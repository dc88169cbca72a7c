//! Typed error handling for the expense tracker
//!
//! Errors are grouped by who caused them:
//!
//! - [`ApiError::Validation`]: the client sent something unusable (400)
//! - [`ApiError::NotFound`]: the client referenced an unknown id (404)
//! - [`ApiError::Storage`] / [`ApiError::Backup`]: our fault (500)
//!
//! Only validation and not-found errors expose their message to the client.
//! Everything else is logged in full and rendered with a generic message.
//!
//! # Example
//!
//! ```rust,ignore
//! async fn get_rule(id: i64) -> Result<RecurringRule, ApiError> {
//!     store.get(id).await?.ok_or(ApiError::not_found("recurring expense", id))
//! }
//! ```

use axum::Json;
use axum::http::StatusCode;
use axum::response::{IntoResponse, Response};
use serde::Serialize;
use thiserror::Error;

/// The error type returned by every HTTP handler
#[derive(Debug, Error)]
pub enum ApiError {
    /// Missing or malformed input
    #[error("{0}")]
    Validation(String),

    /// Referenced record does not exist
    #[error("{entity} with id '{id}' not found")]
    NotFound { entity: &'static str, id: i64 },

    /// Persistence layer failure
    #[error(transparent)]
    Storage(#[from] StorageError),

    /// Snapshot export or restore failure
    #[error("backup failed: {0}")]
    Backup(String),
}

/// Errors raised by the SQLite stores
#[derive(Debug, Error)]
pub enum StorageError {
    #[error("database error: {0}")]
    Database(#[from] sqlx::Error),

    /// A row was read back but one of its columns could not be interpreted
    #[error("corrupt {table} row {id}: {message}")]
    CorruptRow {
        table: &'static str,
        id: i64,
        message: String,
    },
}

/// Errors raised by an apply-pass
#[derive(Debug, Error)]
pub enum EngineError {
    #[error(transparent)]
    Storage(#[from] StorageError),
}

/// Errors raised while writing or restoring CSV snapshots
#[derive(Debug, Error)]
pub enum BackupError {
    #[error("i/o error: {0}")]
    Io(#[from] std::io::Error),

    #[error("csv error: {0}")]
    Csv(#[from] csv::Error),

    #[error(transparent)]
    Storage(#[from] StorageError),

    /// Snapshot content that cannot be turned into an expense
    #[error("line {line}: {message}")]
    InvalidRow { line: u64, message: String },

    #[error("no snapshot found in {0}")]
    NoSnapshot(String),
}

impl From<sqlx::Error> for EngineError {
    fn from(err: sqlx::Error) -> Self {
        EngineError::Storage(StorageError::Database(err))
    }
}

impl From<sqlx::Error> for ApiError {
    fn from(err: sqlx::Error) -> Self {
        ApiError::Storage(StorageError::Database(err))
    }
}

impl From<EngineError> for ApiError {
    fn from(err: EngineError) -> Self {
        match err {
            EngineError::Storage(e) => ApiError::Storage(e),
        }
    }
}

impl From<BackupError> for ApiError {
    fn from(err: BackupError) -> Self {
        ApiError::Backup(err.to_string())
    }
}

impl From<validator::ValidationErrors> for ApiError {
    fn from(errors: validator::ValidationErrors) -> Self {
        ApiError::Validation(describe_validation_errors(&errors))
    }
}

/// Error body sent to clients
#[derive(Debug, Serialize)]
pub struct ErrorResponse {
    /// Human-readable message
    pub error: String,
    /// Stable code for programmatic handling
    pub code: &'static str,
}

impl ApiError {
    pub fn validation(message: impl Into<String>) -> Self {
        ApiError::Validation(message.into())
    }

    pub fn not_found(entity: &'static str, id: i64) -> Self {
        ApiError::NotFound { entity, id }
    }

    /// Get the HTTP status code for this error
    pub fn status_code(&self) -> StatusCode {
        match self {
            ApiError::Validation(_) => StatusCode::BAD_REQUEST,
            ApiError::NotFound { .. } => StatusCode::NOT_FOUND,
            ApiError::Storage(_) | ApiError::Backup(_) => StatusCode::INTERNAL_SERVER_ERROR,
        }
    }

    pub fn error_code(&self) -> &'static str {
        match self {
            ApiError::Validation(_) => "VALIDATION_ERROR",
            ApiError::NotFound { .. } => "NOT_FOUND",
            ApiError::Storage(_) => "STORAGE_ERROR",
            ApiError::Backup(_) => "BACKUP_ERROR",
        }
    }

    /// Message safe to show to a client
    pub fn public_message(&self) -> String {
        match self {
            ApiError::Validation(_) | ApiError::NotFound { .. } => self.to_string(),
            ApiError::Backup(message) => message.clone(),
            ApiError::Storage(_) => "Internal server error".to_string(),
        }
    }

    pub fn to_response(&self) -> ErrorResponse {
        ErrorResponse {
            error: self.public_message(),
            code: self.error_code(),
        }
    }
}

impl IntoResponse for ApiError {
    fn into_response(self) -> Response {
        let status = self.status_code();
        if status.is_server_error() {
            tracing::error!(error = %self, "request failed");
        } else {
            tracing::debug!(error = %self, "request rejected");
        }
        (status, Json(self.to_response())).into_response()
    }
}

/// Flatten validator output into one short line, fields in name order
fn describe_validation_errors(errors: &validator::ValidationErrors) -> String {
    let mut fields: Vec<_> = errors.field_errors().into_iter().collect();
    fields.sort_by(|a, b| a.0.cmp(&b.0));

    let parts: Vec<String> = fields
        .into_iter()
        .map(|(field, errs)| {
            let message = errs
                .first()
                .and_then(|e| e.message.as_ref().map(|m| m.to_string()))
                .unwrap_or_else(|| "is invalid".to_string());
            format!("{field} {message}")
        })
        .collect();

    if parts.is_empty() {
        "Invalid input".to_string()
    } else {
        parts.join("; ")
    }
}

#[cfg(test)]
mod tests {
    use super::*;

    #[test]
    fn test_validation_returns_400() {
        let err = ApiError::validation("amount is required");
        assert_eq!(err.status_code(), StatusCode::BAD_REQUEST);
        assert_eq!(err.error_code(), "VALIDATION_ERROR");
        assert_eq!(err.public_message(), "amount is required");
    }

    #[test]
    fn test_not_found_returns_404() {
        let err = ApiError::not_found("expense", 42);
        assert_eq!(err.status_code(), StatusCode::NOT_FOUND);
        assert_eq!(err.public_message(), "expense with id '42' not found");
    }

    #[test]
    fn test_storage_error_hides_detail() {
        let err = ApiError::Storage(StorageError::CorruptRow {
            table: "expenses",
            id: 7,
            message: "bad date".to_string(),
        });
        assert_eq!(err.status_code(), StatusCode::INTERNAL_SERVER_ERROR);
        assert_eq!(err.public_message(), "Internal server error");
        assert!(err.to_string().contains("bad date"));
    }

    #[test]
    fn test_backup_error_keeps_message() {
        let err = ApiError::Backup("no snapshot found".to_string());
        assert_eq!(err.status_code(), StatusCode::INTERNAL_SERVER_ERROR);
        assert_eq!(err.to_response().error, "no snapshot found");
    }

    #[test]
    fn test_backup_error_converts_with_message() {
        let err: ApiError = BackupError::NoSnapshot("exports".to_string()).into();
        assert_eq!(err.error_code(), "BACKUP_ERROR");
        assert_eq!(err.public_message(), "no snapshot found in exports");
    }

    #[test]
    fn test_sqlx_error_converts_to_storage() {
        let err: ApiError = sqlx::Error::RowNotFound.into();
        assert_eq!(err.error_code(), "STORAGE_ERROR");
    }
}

##############################

● **Task brief**
With "fields" as the string to match, show every line of the entries above that has it.

● **Reply to the task**
/// Flatten validator output into one short line, fields in name order
    let mut fields: Vec<_> = errors.field_errors().into_iter().collect();
    fields.sort_by(|a, b| a.0.cmp(&b.0));
    let parts: Vec<String> = fields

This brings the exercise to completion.